## [Source data]
'''

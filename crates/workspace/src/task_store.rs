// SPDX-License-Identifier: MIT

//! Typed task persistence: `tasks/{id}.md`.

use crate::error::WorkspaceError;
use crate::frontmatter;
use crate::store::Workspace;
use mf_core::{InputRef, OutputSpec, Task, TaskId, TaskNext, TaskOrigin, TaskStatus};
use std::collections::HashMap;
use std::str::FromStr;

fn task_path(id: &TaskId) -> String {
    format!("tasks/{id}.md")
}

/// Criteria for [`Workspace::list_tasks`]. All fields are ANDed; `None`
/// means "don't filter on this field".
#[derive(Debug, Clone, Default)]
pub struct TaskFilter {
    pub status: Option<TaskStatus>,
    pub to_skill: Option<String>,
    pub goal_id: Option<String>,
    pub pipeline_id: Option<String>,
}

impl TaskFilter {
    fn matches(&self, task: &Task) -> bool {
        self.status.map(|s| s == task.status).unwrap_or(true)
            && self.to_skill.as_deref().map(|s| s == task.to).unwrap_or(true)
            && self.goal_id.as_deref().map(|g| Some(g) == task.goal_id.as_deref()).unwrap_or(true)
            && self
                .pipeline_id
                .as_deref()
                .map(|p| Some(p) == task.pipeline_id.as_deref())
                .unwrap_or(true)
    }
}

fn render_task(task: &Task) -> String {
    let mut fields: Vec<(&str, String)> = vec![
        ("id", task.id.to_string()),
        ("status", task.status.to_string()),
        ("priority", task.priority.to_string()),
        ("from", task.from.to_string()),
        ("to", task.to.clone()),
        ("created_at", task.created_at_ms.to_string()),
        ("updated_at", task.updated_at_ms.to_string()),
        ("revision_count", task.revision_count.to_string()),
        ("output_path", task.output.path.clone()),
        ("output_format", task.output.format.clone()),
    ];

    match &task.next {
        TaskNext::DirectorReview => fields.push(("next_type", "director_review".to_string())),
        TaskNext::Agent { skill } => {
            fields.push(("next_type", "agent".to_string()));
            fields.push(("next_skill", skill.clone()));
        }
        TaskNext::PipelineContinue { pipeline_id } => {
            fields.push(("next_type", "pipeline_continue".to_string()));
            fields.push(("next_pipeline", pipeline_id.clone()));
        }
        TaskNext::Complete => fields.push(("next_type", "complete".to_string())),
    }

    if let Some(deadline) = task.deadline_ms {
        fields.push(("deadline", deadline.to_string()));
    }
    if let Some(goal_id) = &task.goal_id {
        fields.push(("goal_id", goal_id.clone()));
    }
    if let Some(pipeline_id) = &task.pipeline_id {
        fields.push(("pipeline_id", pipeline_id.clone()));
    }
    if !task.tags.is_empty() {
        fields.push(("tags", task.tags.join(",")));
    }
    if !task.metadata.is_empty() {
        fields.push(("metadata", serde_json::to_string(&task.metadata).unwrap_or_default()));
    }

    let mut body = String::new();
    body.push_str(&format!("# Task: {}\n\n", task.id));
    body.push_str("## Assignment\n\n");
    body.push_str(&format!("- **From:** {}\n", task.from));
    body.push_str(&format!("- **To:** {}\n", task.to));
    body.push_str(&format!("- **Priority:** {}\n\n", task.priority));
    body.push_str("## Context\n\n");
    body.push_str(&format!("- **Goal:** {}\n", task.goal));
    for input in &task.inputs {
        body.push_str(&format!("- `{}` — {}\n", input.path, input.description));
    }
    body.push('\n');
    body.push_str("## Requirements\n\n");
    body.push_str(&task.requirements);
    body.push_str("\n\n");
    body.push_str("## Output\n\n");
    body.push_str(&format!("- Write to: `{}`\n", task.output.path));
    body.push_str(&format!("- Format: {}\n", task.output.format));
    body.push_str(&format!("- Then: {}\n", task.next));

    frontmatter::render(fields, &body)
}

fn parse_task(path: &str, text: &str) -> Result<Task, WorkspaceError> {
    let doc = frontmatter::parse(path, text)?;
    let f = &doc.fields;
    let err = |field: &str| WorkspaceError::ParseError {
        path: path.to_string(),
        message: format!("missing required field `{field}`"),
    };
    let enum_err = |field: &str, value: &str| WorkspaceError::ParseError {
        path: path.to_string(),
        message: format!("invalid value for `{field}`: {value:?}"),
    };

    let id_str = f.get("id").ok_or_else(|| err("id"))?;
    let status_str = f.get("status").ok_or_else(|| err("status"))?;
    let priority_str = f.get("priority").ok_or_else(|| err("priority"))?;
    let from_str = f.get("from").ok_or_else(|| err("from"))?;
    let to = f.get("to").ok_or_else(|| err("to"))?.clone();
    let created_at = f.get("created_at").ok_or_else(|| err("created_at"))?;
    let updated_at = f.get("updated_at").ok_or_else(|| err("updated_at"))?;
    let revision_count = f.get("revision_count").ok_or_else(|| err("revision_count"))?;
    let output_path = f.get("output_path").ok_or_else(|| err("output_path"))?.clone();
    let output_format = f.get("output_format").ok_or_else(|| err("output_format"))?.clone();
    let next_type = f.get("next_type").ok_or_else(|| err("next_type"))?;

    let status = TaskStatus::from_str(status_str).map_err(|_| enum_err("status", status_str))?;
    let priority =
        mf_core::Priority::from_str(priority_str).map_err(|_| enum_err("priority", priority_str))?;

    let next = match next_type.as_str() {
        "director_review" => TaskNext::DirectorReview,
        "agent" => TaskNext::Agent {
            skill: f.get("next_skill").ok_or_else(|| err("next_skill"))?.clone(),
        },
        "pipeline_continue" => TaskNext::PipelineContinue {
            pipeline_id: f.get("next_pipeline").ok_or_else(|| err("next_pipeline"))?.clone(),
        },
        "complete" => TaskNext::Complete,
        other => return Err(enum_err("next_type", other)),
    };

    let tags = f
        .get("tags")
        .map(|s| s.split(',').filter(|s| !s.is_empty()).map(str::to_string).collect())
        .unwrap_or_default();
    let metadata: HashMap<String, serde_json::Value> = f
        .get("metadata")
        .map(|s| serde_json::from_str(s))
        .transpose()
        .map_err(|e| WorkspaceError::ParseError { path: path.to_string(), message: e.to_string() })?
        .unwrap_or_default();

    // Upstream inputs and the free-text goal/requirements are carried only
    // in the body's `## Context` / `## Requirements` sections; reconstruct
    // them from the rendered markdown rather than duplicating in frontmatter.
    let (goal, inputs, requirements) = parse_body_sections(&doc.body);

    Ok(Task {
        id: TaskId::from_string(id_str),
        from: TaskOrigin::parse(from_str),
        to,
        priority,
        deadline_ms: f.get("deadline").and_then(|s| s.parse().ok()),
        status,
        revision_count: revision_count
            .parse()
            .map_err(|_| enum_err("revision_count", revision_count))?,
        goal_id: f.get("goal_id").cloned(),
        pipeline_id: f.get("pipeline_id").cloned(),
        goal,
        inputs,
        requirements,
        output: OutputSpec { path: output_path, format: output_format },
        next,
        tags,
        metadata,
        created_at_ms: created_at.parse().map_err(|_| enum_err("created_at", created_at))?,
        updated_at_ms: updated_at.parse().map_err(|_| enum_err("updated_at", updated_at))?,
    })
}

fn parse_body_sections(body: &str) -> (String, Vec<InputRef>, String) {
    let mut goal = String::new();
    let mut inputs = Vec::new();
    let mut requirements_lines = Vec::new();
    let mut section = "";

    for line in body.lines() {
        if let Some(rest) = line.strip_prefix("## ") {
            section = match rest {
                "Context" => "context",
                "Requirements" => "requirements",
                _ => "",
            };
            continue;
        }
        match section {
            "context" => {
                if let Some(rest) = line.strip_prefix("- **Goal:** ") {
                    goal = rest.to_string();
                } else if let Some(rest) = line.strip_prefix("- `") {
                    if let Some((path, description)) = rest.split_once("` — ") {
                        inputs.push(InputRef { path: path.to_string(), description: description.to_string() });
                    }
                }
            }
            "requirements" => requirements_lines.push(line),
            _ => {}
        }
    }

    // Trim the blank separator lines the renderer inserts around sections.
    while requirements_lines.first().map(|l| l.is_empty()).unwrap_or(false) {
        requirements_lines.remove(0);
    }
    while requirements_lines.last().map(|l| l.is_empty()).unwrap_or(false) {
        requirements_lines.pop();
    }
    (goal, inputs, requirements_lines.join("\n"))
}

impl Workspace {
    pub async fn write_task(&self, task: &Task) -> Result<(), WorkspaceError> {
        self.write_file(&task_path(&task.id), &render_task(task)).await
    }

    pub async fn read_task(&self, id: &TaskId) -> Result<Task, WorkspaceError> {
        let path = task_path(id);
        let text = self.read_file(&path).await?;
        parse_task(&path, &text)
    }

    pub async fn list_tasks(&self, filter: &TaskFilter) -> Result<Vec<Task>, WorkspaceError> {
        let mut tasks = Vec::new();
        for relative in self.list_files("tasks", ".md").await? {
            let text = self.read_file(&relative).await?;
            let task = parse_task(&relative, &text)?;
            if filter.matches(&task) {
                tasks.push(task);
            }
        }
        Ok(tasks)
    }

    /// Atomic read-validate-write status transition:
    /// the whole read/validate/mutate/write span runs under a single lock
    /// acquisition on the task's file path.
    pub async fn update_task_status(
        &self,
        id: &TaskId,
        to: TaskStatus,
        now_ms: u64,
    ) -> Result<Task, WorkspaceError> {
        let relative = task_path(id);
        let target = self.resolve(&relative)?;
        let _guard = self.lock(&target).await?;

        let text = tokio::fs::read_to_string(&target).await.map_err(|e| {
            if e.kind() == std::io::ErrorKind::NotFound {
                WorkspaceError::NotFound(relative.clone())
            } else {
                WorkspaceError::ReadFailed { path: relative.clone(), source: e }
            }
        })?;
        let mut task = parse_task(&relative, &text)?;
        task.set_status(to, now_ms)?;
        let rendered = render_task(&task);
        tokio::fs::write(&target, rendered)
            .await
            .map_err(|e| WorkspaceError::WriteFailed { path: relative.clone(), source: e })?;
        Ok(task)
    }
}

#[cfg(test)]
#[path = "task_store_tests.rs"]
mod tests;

'''

## [What is required]
Each line from the one containing "tokio::fs::write(&target, rendered)" to the last line above must be returned exactly, and no line outside that range.

## [Result of the exercise]
        tokio::fs::write(&target, rendered)
            .await
            .map_err(|e| WorkspaceError::WriteFailed { path: relative.clone(), source: e })?;
        Ok(task)
    }
}

#[cfg(test)]
#[path = "task_store_tests.rs"]
mod tests;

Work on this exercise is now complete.